VI. Только подумай, Катилина, какая тебе радость в городе, где нет никого, кто бы тебя не страшился? Никого, кто бы не испытывал к тебе ненависти, кроме, может быть, тех несчастных, что вступили в этот ваш заговор вместе с тобой? Каким позорным клеймом еще не отмечена твоя семейная жизнь? А твои частные дела? Какого безобразного поступка не разнесла еще твоя слава? Упустил ли ты когда случай потешить свой похотливый взор? Удержал ли руки от какого злодеяния? В каком разврате не погряз ты всем телом? Не ты ли расставлял юношам сети порочных соблазнов? А совратив кого-то, не ты ли вкладывал ему в руки дерзостный меч? Не ты ли поощрял в нем самые низкие страсти? И во всяких его похождениях не ты ли шел впереди, освещая дорогу?

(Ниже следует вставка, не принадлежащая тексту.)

//! In-memory shapes of fetched data

use serde::{Deserialize, Serialize};
use serde_json::{Map, Value};

/// One upstream row. The extractor never looks inside; it only counts rows
/// and hands them to storage unchanged.
#[derive(Debug, Clone, PartialEq, Serialize, Deserialize)]
#[serde(transparent)]
pub struct Record(pub Map<String, Value>);

/// Records returned by a single fetch, starting at `start_offset`
#[derive(Debug, Clone, PartialEq)]
pub struct Page {
    pub start_offset: u64,
    pub records: Vec<Record>,
}

impl Page {
    pub fn new(start_offset: u64, records: Vec<Record>) -> Self {
        Self {
            start_offset,
            records,
        }
    }

    pub fn len(&self) -> usize {
        self.records.len()
    }

    /// An empty page means the upstream has no rows at or past this offset.
    pub fn is_empty(&self) -> bool {
        self.records.is_empty()
    }
}
//! Durable blob storage for raw chunks and the cursor object
//!
//! The extraction core only depends on [`BlobStore`]. [`S3Store`] is the
//! production implementation; [`memory::MemoryStore`] backs tests.

use async_trait::async_trait;
use aws_sdk_s3::{
    config::{Credentials, Region},
    primitives::ByteStream,
    Client,
};
use tracing::{debug, info, instrument};

pub mod config;
pub mod memory;

pub use memory::MemoryStore;

/// Errors raised by blob store operations
#[derive(Debug, thiserror::Error)]
pub enum StorageError {
    #[error("Storage unavailable: {0}")]
    Unavailable(String),

    #[error("Failed to write '{key}': {message}")]
    Write { key: String, message: String },

    #[error("Failed to read '{key}': {message}")]
    Read { key: String, message: String },

    #[error("Failed to list '{prefix}': {message}")]
    List { prefix: String, message: String },
}

/// Minimal object-store capability the extractor needs
#[async_trait]
pub trait BlobStore: Send + Sync {
    /// Confirm the store is reachable before a run starts.
    async fn ensure_ready(&self) -> Result<(), StorageError>;

    /// Write an object; returns only once the object is durable.
    async fn put(
        &self,
        key: &str,
        data: Vec<u8>,
        content_type: &str,
    ) -> Result<UploadResult, StorageError>;

    /// Read an object. `Ok(None)` when it does not exist.
    async fn get(&self, key: &str) -> Result<Option<Vec<u8>>, StorageError>;

    /// Keys under `prefix`, sorted.
    async fn list(&self, prefix: &str) -> Result<Vec<String>, StorageError>;
}

#[derive(Debug, Clone, PartialEq, Eq)]
pub struct UploadResult {
    pub key: String,
    pub checksum: String,
    pub size: usize,
}

impl UploadResult {
    pub fn new(key: &str, data: &[u8]) -> Self {
        Self {
            key: key.to_string(),
            checksum: calculate_sha256(data),
            size: data.len(),
        }
    }
}

/// S3 / MinIO backed store
#[derive(Clone)]
pub struct S3Store {
    client: Client,
    bucket: String,
}

impl S3Store {
    pub fn new(config: config::StorageConfig) -> Self {
        debug!("Initializing storage with config: {:?}", config);

        let credentials = Credentials::new(
            &config.access_key,
            &config.secret_key,
            None,
            None,
            "extractor-storage",
        );

        let mut s3_config_builder = aws_sdk_s3::Config::builder()
            .credentials_provider(credentials)
            .region(Region::new(config.region.clone()))
            .force_path_style(config.path_style);

        if let Some(endpoint) = &config.endpoint {
            s3_config_builder = s3_config_builder.endpoint_url(endpoint);
        }

        let client = Client::from_conf(s3_config_builder.build());

        info!(bucket = %config.bucket, "Storage client initialized");

        Self {
            client,
            bucket: config.bucket,
        }
    }

    pub fn bucket(&self) -> &str {
        &self.bucket
    }
}

#[async_trait]
impl BlobStore for S3Store {
    #[instrument(skip(self), fields(bucket = %self.bucket))]
    async fn ensure_ready(&self) -> Result<(), StorageError> {
        self.client
            .head_bucket()
            .bucket(&self.bucket)
            .send()
            .await
            .map_err(|e| {
                StorageError::Unavailable(format!(
                    "bucket '{}' is not reachable: {}",
                    self.bucket,
                    aws_sdk_s3::error::DisplayErrorContext(e)
                ))
            })?;
        Ok(())
    }

    #[instrument(skip(self, data), fields(bucket = %self.bucket, size = data.len()))]
    async fn put(
        &self,
        key: &str,
        data: Vec<u8>,
        content_type: &str,
    ) -> Result<UploadResult, StorageError> {
        let result = UploadResult::new(key, &data);

        debug!("Uploading {} bytes to s3://{}/{}", result.size, self.bucket, key);

        self.client
            .put_object()
            .bucket(&self.bucket)
            .key(key)
            .content_type(content_type)
            .body(ByteStream::from(data))
            .send()
            .await
            .map_err(|e| StorageError::Write {
                key: key.to_string(),
                message: aws_sdk_s3::error::DisplayErrorContext(e).to_string(),
            })?;

        debug!("Uploaded s3://{}/{}", self.bucket, key);

        Ok(result)
    }

    #[instrument(skip(self), fields(bucket = %self.bucket))]
    async fn get(&self, key: &str) -> Result<Option<Vec<u8>>, StorageError> {
        let response = match self
            .client
            .get_object()
            .bucket(&self.bucket)
            .key(key)
            .send()
            .await
        {
            Ok(response) => response,
            Err(e) => {
                if e.as_service_error().map(|se| se.is_no_such_key()).unwrap_or(false) {
                    return Ok(None);
                }
                return Err(StorageError::Read {
                    key: key.to_string(),
                    message: aws_sdk_s3::error::DisplayErrorContext(e).to_string(),
                });
            },
        };

        let data = response
            .body
            .collect()
            .await
            .map_err(|e| StorageError::Read {
                key: key.to_string(),
                message: format!("failed to read response body: {}", e),
            })?
            .into_bytes()
            .to_vec();

        debug!("Downloaded {} bytes from s3://{}/{}", data.len(), self.bucket, key);

        Ok(Some(data))
    }

    #[instrument(skip(self), fields(bucket = %self.bucket))]
    async fn list(&self, prefix: &str) -> Result<Vec<String>, StorageError> {
        let mut keys = Vec::new();
        let mut continuation: Option<String> = None;

        loop {
            let response = self
                .client
                .list_objects_v2()
                .bucket(&self.bucket)
                .prefix(prefix)
                .set_continuation_token(continuation.take())
                .send()
                .await
                .map_err(|e| StorageError::List {
                    prefix: prefix.to_string(),
                    message: aws_sdk_s3::error::DisplayErrorContext(e).to_string(),
                })?;

            keys.extend(
                response
                    .contents()
                    .iter()
                    .filter_map(|obj| obj.key().map(|k| k.to_string())),
            );

            match response.next_continuation_token() {
                Some(token) if response.is_truncated().unwrap_or(false) => {
                    continuation = Some(token.to_string());
                },
                _ => break,
            }
        }

        keys.sort();
        Ok(keys)
    }
}

fn calculate_sha256(data: &[u8]) -> String {
    use sha2::{Digest, Sha256};
    let mut hasher = Sha256::new();
    hasher.update(data);
    format!("{:x}", hasher.finalize())
}
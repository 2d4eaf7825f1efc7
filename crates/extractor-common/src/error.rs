//! Error types shared by extractor components

use thiserror::Error;

/// Result type alias for shared extractor operations
pub type Result<T> = std::result::Result<T, ExtractorError>;

/// Errors raised while encoding or decoding the wire contracts in [`crate::types`]
#[derive(Error, Debug)]
pub enum ExtractorError {
    #[error("Serialization error: {0}")]
    Serialization(#[from] serde_json::Error),

    #[error("Invalid job message: {0}")]
    InvalidMessage(String),

    #[error("Invalid partition label: {0}")]
    InvalidLabel(String),
}
//! Re-announcement sweep
//!
//! A chunk whose announcement failed is still in storage but the cleaning
//! stage never heard of it. This walks every chunk of a label and publishes a
//! job for each one again. Consumers must tolerate duplicates.

use extractor_common::PartitionLabel;
use std::sync::Arc;
use tracing::{info, instrument, warn};

use super::{announcer::JobAnnouncer, chunk::ChunkWriter};
use crate::{
    queue::{QueueConnector, QueueError},
    storage::{BlobStore, StorageError},
};

#[derive(Debug, thiserror::Error)]
pub enum ReconcileError {
    #[error(transparent)]
    Storage(#[from] StorageError),

    #[error(transparent)]
    Queue(#[from] QueueError),
}

#[derive(Debug, Clone, Default, PartialEq, Eq)]
pub struct ReannounceReport {
    /// Chunk objects found under the label
    pub found: usize,
    pub announced: usize,
    pub failed: usize,
}

/// Publish one job per stored chunk of `label`, in offset order.
///
/// Objects under the label prefix that are not chunk names are ignored. A
/// failed publish is counted and the sweep carries on.
#[instrument(skip(store, connector, writer, label), fields(label = %label))]
pub async fn reannounce(
    store: &Arc<dyn BlobStore>,
    connector: &dyn QueueConnector,
    writer: &ChunkWriter,
    label: &PartitionLabel,
) -> Result<ReannounceReport, ReconcileError> {
    let mut chunks: Vec<(u64, String)> = store
        .list(&ChunkWriter::label_prefix(label))
        .await?
        .into_iter()
        .filter_map(|name| writer.chunk_offset(label, &name).map(|offset| (offset, name)))
        .collect();
    chunks.sort();

    let announcer = JobAnnouncer::new(connector.open().await?);
    let mut report = ReannounceReport {
        found: chunks.len(),
        ..ReannounceReport::default()
    };

    for (offset, name) in &chunks {
        match announcer.announce(label, name).await {
            Ok(()) => report.announced += 1,
            Err(e) => {
                warn!(offset, object = %name, error = %e, "Re-announcement failed");
                report.failed += 1;
            },
        }
    }

    if let Err(e) = announcer.close().await {
        warn!(error = %e, "Queue publisher did not close cleanly");
    }

    info!(
        found = report.found,
        announced = report.announced,
        failed = report.failed,
        "Re-announcement sweep finished"
    );

    Ok(report)
}

#[cfg(test)]
#[allow(clippy::unwrap_used, clippy::expect_used)]
mod tests {
    use super::*;
    use crate::queue::MemoryQueue;
    use crate::storage::MemoryStore;
    use extractor_common::JobMessage;

    #[tokio::test]
    async fn test_reannounce_in_offset_order_skipping_foreign_objects() {
        let memory = MemoryStore::new();
        memory.insert("2024-06-01/food_inspections_raw_offset_10000.json", "[]").await;
        memory.insert("2024-06-01/food_inspections_raw_offset_02000.json", "[]").await;
        memory.insert("2024-06-01/food_inspections_raw_offset_00000.json", "[]").await;
        memory.insert("2024-06-01/manifest.txt", "x").await;
        memory.insert("2024-06-02/food_inspections_raw_offset_00000.json", "[]").await;

        let store: Arc<dyn BlobStore> = Arc::new(memory);
        let writer = ChunkWriter::new(store.clone(), "food_inspections_raw");
        let queue = MemoryQueue::new();
        let label = PartitionLabel::parse("2024-06-01").unwrap();

        let report = reannounce(&store, &queue, &writer, &label).await.unwrap();
        assert_eq!(
            report,
            ReannounceReport {
                found: 3,
                announced: 3,
                failed: 0
            }
        );

        let filenames: Vec<String> = queue
            .messages()
            .iter()
            .map(|m| JobMessage::from_slice(m).unwrap().filename)
            .collect();
        assert_eq!(
            filenames,
            vec![
                "2024-06-01/food_inspections_raw_offset_00000.json",
                "2024-06-01/food_inspections_raw_offset_02000.json",
                "2024-06-01/food_inspections_raw_offset_10000.json",
            ]
        );
        assert_eq!(queue.sessions(), (1, 1));
    }

    #[tokio::test]
    async fn test_publish_failures_are_counted() {
        let memory = MemoryStore::new();
        memory.insert("2024-06-01/food_inspections_raw_offset_00000.json", "[]").await;
        let store: Arc<dyn BlobStore> = Arc::new(memory);
        let writer = ChunkWriter::new(store.clone(), "food_inspections_raw");
        let queue = MemoryQueue::new();
        queue.fail_publishes(true);

        let label = PartitionLabel::parse("2024-06-01").unwrap();
        let report = reannounce(&store, &queue, &writer, &label).await.unwrap();

        assert_eq!(report.found, 1);
        assert_eq!(report.announced, 0);
        assert_eq!(report.failed, 1);
    }

    #[tokio::test]
    async fn test_unreachable_queue_is_an_error() {
        let store: Arc<dyn BlobStore> = Arc::new(MemoryStore::new());
        let writer = ChunkWriter::new(store.clone(), "food_inspections_raw");
        let queue = MemoryQueue::new();
        queue.refuse_connections(true);

        let label = PartitionLabel::parse("2024-06-01").unwrap();
        let err = reannounce(&store, &queue, &writer, &label).await.unwrap_err();
        assert!(matches!(err, ReconcileError::Queue(QueueError::Connect(_))));
    }
}
//! Durable job queue used to hand chunks to the cleaning stage
//!
//! A [`QueueConnector`] is opened once per run and yields a
//! [`JobPublisher`] bound to a declared, durable queue.

use async_trait::async_trait;

pub mod amqp;
pub mod memory;

pub use amqp::AmqpConnector;
pub use memory::MemoryQueue;

#[derive(Debug, thiserror::Error)]
pub enum QueueError {
    #[error("Queue connection failed: {0}")]
    Connect(String),

    #[error("Queue declaration failed: {0}")]
    Declare(String),

    #[error("Publish failed: {0}")]
    Publish(String),

    #[error("Queue close failed: {0}")]
    Close(String),
}

/// Opens a publisher for one run.
#[async_trait]
pub trait QueueConnector: Send + Sync {
    /// Connect and make sure the target queue exists.
    async fn open(&self) -> Result<Box<dyn JobPublisher>, QueueError>;
}

#[async_trait]
pub trait JobPublisher: Send + Sync {
    /// Publish one persistent message; resolves once the broker accepted it.
    async fn publish(&self, body: &[u8]) -> Result<(), QueueError>;

    async fn close(&self) -> Result<(), QueueError>;
}
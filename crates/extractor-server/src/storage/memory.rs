//! In-process [`BlobStore`] used by tests and local experiments
//!
//! Faults can be switched on to simulate an unreachable store or rejected
//! writes for keys containing a given fragment.

use async_trait::async_trait;
use std::collections::BTreeMap;
use std::sync::{
    atomic::{AtomicBool, Ordering},
    Arc, Mutex,
};
use tokio::sync::RwLock;

use super::{BlobStore, StorageError, UploadResult};

#[derive(Debug, Clone)]
pub struct StoredObject {
    pub data: Vec<u8>,
    pub content_type: String,
}

#[derive(Debug, Default)]
struct Faults {
    unavailable: AtomicBool,
    rejected_keys: Mutex<Vec<String>>,
}

#[derive(Debug, Clone, Default)]
pub struct MemoryStore {
    objects: Arc<RwLock<BTreeMap<String, StoredObject>>>,
    faults: Arc<Faults>,
}

impl MemoryStore {
    pub fn new() -> Self {
        Self::default()
    }

    /// Make [`BlobStore::ensure_ready`] fail.
    pub fn set_unavailable(&self, unavailable: bool) {
        self.faults.unavailable.store(unavailable, Ordering::SeqCst);
    }

    /// Reject every put whose key contains `fragment`.
    pub fn reject_writes_containing(&self, fragment: impl Into<String>) {
        if let Ok(mut rejected) = self.faults.rejected_keys.lock() {
            rejected.push(fragment.into());
        }
    }

    pub fn clear_faults(&self) {
        self.set_unavailable(false);
        if let Ok(mut rejected) = self.faults.rejected_keys.lock() {
            rejected.clear();
        }
    }

    fn is_rejected(&self, key: &str) -> bool {
        self.faults
            .rejected_keys
            .lock()
            .map(|rejected| rejected.iter().any(|f| key.contains(f.as_str())))
            .unwrap_or(false)
    }

    pub async fn object(&self, key: &str) -> Option<StoredObject> {
        self.objects.read().await.get(key).cloned()
    }

    pub async fn keys(&self) -> Vec<String> {
        self.objects.read().await.keys().cloned().collect()
    }

    /// Seed an object without going through [`BlobStore::put`].
    pub async fn insert(&self, key: impl Into<String>, data: impl Into<Vec<u8>>) {
        self.objects.write().await.insert(
            key.into(),
            StoredObject {
                data: data.into(),
                content_type: "application/octet-stream".to_string(),
            },
        );
    }
}

#[async_trait]
impl BlobStore for MemoryStore {
    async fn ensure_ready(&self) -> Result<(), StorageError> {
        if self.faults.unavailable.load(Ordering::SeqCst) {
            return Err(StorageError::Unavailable("memory store offline".to_string()));
        }
        Ok(())
    }

    async fn put(
        &self,
        key: &str,
        data: Vec<u8>,
        content_type: &str,
    ) -> Result<UploadResult, StorageError> {
        if self.is_rejected(key) {
            return Err(StorageError::Write {
                key: key.to_string(),
                message: "write rejected".to_string(),
            });
        }
        let result = UploadResult::new(key, &data);
        self.objects.write().await.insert(
            key.to_string(),
            StoredObject {
                data,
                content_type: content_type.to_string(),
            },
        );
        Ok(result)
    }

    async fn get(&self, key: &str) -> Result<Option<Vec<u8>>, StorageError> {
        Ok(self.objects.read().await.get(key).map(|o| o.data.clone()))
    }

    async fn list(&self, prefix: &str) -> Result<Vec<String>, StorageError> {
        Ok(self
            .objects
            .read()
            .await
            .keys()
            .filter(|k| k.starts_with(prefix))
            .cloned()
            .collect())
    }
}

#[cfg(test)]
#[allow(clippy::unwrap_used, clippy::expect_used)]
mod tests {
    use super::*;

    #[tokio::test]
    async fn test_put_overwrites_and_lists_by_prefix() {
        let store = MemoryStore::new();
        store.put("a/1.json", b"[1]".to_vec(), "application/json").await.unwrap();
        store.put("a/1.json", b"[2]".to_vec(), "application/json").await.unwrap();
        store.put("b/1.json", b"[3]".to_vec(), "application/json").await.unwrap();

        assert_eq!(store.get("a/1.json").await.unwrap(), Some(b"[2]".to_vec()));
        assert_eq!(store.list("a/").await.unwrap(), vec!["a/1.json".to_string()]);
        assert_eq!(store.get("missing").await.unwrap(), None);
    }

    #[tokio::test]
    async fn test_faults_reject_matching_writes() {
        let store = MemoryStore::new();
        store.set_unavailable(true);
        store.reject_writes_containing("offset_01000");

        assert!(store.ensure_ready().await.is_err());
        assert!(store.put("x/offset_01000.json", vec![], "application/json").await.is_err());
        assert!(store.put("x/offset_02000.json", vec![], "application/json").await.is_ok());

        store.clear_faults();
        assert!(store.ensure_ready().await.is_ok());
        assert!(store.put("x/offset_01000.json", vec![], "application/json").await.is_ok());
    }
}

(14) Да и в самом деле, я уж не говорю о том, как еще недавно смертью прежней жены ты открыл свой дом для нового брака, чтобы затем на это преступленье взгромоздить другое, еще более неимоверное. 94Я с готовностью обхожу это молчанием, а не то обнаружится, что в нашем государстве столь чудовищные злодеяния могут происходить и оставаться неотомщенными. Не говорю я и о полном упадке твоего состояния, – во всей силе ты ощутишь эту угрозу в ближайшие иды, 95– перехожу к иному – к тому, что касается не частных твоих дел и твоего имени, опозоренного пороками, не дома твоего с его бедами и мерзостями, но всего нашего государства, наших жизней, нашего спасения.